_Brief_
Count every line below containing "MetadataShape"; state the number only.

_Supplied data_
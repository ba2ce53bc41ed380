/*
 * metadata.rs
 * Copyright (c) 2026 citekey contributors
 *
 * Decoding of placeholder payloads into reference records.
 */

//! Decoding of placeholder payloads into reference records.
//!
//! A payload is base64-encoded JSON with no published schema. The parts this
//! crate depends on look like this:
//!
//! ```json
//! {
//!   "Entries": [
//!     {
//!       "Reference": { "Title": "Die Ökonomie", "Subtitle": "Eine Einführung", "Year": "2001" },
//!       "PageRange": {
//!         "StartPage": { "OriginalString": "12" },
//!         "EndPage": { "OriginalString": "14" }
//!       }
//!     }
//!   ]
//! }
//! ```
//!
//! `Entries` and every `Reference` are mandatory; anything else is optional.
//! A shape error anywhere rejects the whole payload.

use base64::Engine;
use base64::engine::general_purpose::STANDARD;
use serde::Serialize;
use serde_json::{Map, Value};
use thiserror::Error;

type Object = Map<String, Value>;

/// One cited work as recorded by the reference manager.
#[derive(Debug, Clone, Default, PartialEq, Eq, Serialize)]
pub struct ReferenceRecord {
    /// Title, with the subtitle appended after a single space.
    pub title: String,
    #[serde(skip_serializing_if = "Option::is_none")]
    pub year: Option<String>,
    #[serde(skip_serializing_if = "Option::is_none")]
    pub page_start: Option<String>,
    #[serde(skip_serializing_if = "Option::is_none")]
    pub page_end: Option<String>,
}

impl ReferenceRecord {
    pub fn new(title: impl Into<String>) -> Self {
        Self {
            title: title.into(),
            ..Self::default()
        }
    }

    /// The cited pages, `None` when no page information is present.
    ///
    /// `12` + `14` gives `12-14`; an end page equal to the start page is
    /// dropped.
    pub fn pages(&self) -> Option<String> {
        let mut pages = self.page_start.clone().unwrap_or_default();
        if let Some(end) = &self.page_end {
            if *end != pages {
                pages = format!("{}-{}", pages, end);
            }
        }
        (!pages.is_empty()).then_some(pages)
    }
}

/// Coarse classification of [`PayloadError`]s.
#[derive(Debug, Clone, Copy, PartialEq, Eq)]
pub enum PayloadErrorKind {
    /// The payload text is not valid base64.
    DecodeFailure,
    /// The decoded metadata does not have the expected shape.
    MetadataShape,
}

/// Why a payload was rejected.
#[derive(Debug, Error)]
pub enum PayloadError {
    #[error("payload is not valid base64: {0}")]
    Base64(#[from] base64::DecodeError),

    #[error("decoded payload is not valid JSON: {0}")]
    Json(#[from] serde_json::Error),

    #[error("decoded payload is not a JSON object")]
    NotAnObject,

    #[error("decoded payload has no `Entries` list")]
    MissingEntries,

    #[error("entry {index} of `Entries` is not an object")]
    EntryNotObject { index: usize },

    #[error("entry {index} of `Entries` has no `Reference` object")]
    MissingReference { index: usize },
}

impl PayloadError {
    pub fn kind(&self) -> PayloadErrorKind {
        match self {
            PayloadError::Base64(_) => PayloadErrorKind::DecodeFailure,
            _ => PayloadErrorKind::MetadataShape,
        }
    }
}

/// Decode an assembled payload into its reference records, in `Entries` order.
///
/// Line breaks inside the base64 text are ignored.
pub fn decode_payload(payload: &str) -> Result<Vec<ReferenceRecord>, PayloadError> {
    let compact: String = payload
        .chars()
        .filter(|c| !matches!(c, '\r' | '\n'))
        .collect();
    let bytes = STANDARD.decode(compact)?;
    let metadata: Value = serde_json::from_slice(&bytes)?;
    parse_metadata(&metadata)
}

/// Extract reference records from already-decoded metadata.
pub fn parse_metadata(metadata: &Value) -> Result<Vec<ReferenceRecord>, PayloadError> {
    let root = metadata.as_object().ok_or(PayloadError::NotAnObject)?;
    let entries = root
        .get("Entries")
        .and_then(Value::as_array)
        .ok_or(PayloadError::MissingEntries)?;

    // Every entry must be an object before any of them is read
    let entries = entries
        .iter()
        .enumerate()
        .map(|(index, entry)| {
            entry
                .as_object()
                .ok_or(PayloadError::EntryNotObject { index })
        })
        .collect::<Result<Vec<_>, _>>()?;

    entries
        .into_iter()
        .enumerate()
        .map(|(index, entry)| read_entry(index, entry))
        .collect()
}

fn read_entry(index: usize, entry: &Object) -> Result<ReferenceRecord, PayloadError> {
    let reference =
        object_field(entry, "Reference").ok_or(PayloadError::MissingReference { index })?;

    let mut title = string_field(reference, "Title")
        .unwrap_or_default()
        .to_string();
    if let Some(subtitle) = string_field(reference, "Subtitle") {
        title = format!("{} {}", title, subtitle);
    }

    let page_range = object_field(entry, "PageRange");
    let page = |name: &str| {
        page_range
            .and_then(|range| object_field(range, name))
            .and_then(|page| string_field(page, "OriginalString"))
            .map(str::to_string)
    };

    Ok(ReferenceRecord {
        title,
        year: string_field(reference, "Year").map(str::to_string),
        page_start: page("StartPage"),
        page_end: page("EndPage"),
    })
}

fn object_field<'a>(object: &'a Object, name: &str) -> Option<&'a Object> {
    object.get(name).and_then(Value::as_object)
}

fn string_field<'a>(object: &'a Object, name: &str) -> Option<&'a str> {
    object.get(name).and_then(Value::as_str)
}

#[cfg(test)]
mod tests {
    use super::*;
    use serde_json::json;

    fn encode(value: &Value) -> String {
        STANDARD.encode(value.to_string())
    }

    fn record(start: Option<&str>, end: Option<&str>) -> ReferenceRecord {
        ReferenceRecord {
            page_start: start.map(str::to_string),
            page_end: end.map(str::to_string),
            ..ReferenceRecord::new("t")
        }
    }

    #[test]
    fn test_page_composition() {
        assert_eq!(record(Some("10"), Some("10")).pages().as_deref(), Some("10"));
        assert_eq!(record(Some("10"), Some("15")).pages().as_deref(), Some("10-15"));
        assert_eq!(record(Some("10"), None).pages().as_deref(), Some("10"));
        assert_eq!(record(None, None).pages(), None);
        assert_eq!(record(None, Some("15")).pages().as_deref(), Some("-15"));
    }

    #[test]
    fn test_decode_full_entry() {
        let payload = encode(&json!({
            "$id": "1",
            "Entries": [{
                "Id": "abc",
                "Reference": {
                    "Title": "Die Ökonomie",
                    "Subtitle": "Eine Einführung",
                    "Year": "2001"
                },
                "PageRange": {
                    "StartPage": { "OriginalString": "12" },
                    "EndPage": { "OriginalString": "14" }
                }
            }]
        }));

        let records = decode_payload(&payload).unwrap();
        assert_eq!(
            records,
            vec![ReferenceRecord {
                title: "Die Ökonomie Eine Einführung".to_string(),
                year: Some("2001".to_string()),
                page_start: Some("12".to_string()),
                page_end: Some("14".to_string()),
            }]
        );
        assert_eq!(records[0].pages().as_deref(), Some("12-14"));
    }

    #[test]
    fn test_page_ranges_stay_with_their_entry() {
        let payload = encode(&json!({
            "Entries": [
                { "Reference": { "Title": "No pages" } },
                {
                    "Reference": { "Title": "With pages" },
                    "PageRange": { "StartPage": { "OriginalString": "5" } }
                }
            ]
        }));

        let records = decode_payload(&payload).unwrap();
        assert_eq!(records.len(), 2);
        assert_eq!(records[0].pages(), None);
        assert_eq!(records[1].pages().as_deref(), Some("5"));
    }

    #[test]
    fn test_optional_fields_of_wrong_type_are_ignored() {
        let payload = encode(&json!({
            "Entries": [{
                "Reference": { "Title": 42, "Year": 2001 },
                "PageRange": { "StartPage": "12" }
            }]
        }));

        let records = decode_payload(&payload).unwrap();
        assert_eq!(records, vec![ReferenceRecord::default()]);
    }

    #[test]
    fn test_subtitle_without_title() {
        let payload = encode(&json!({
            "Entries": [{ "Reference": { "Subtitle": "Only" } }]
        }));
        assert_eq!(decode_payload(&payload).unwrap()[0].title, " Only");
    }

    #[test]
    fn test_empty_entries_list() {
        let payload = encode(&json!({ "Entries": [] }));
        assert!(decode_payload(&payload).unwrap().is_empty());
    }

    #[test]
    fn test_line_wrapped_payload() {
        let payload = encode(&json!({
            "Entries": [{ "Reference": { "Title": "Die Ökonomie", "Year": "2001" } }]
        }));
        let wrapped = payload
            .as_bytes()
            .chunks(16)
            .map(|chunk| std::str::from_utf8(chunk).unwrap())
            .collect::<Vec<_>>()
            .join("\r\n");
        assert!(wrapped.contains("\r\n"));

        let records = decode_payload(&wrapped).unwrap();
        assert_eq!(records.len(), 1);
        assert_eq!(records[0].title, "Die Ökonomie");
        assert_eq!(decode_payload(&format!("{payload}\n")).unwrap(), records);
    }

    #[test]
    fn test_invalid_base64() {
        let err = decode_payload("not*base64!").unwrap_err();
        assert!(matches!(err, PayloadError::Base64(_)));
        assert_eq!(err.kind(), PayloadErrorKind::DecodeFailure);
    }

    #[test]
    fn test_invalid_json() {
        let err = decode_payload(&STANDARD.encode("{not json")).unwrap_err();
        assert!(matches!(err, PayloadError::Json(_)));
        assert_eq!(err.kind(), PayloadErrorKind::MetadataShape);
    }

    #[test]
    fn test_missing_entries() {
        for value in [json!({}), json!({ "Entries": {} }), json!({ "entries": [] })] {
            let err = decode_payload(&encode(&value)).unwrap_err();
            assert!(matches!(err, PayloadError::MissingEntries), "{value}");
        }
    }

    #[test]
    fn test_top_level_must_be_object() {
        let err = decode_payload(&encode(&json!([1, 2]))).unwrap_err();
        assert!(matches!(err, PayloadError::NotAnObject));
    }

    #[test]
    fn test_non_object_entry_rejects_payload() {
        let payload = encode(&json!({
            "Entries": [{ "Reference": { "Title": "fine" } }, "oops"]
        }));
        let err = decode_payload(&payload).unwrap_err();
        assert!(matches!(err, PayloadError::EntryNotObject { index: 1 }));
    }

    #[test]
    fn test_missing_reference_rejects_whole_payload() {
        let payload = encode(&json!({
            "Entries": [
                { "Reference": { "Title": "fine" } },
                { "PageRange": {} }
            ]
        }));
        let err = decode_payload(&payload).unwrap_err();
        assert!(matches!(err, PayloadError::MissingReference { index: 1 }));
        assert_eq!(err.kind(), PayloadErrorKind::MetadataShape);
    }

    #[test]
    fn test_records_serialize_without_empty_fields() {
        let json = serde_json::to_value(ReferenceRecord::new("Title")).unwrap();
        assert_eq!(json, json!({ "title": "Title" }));
    }
}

_Exercise output_
4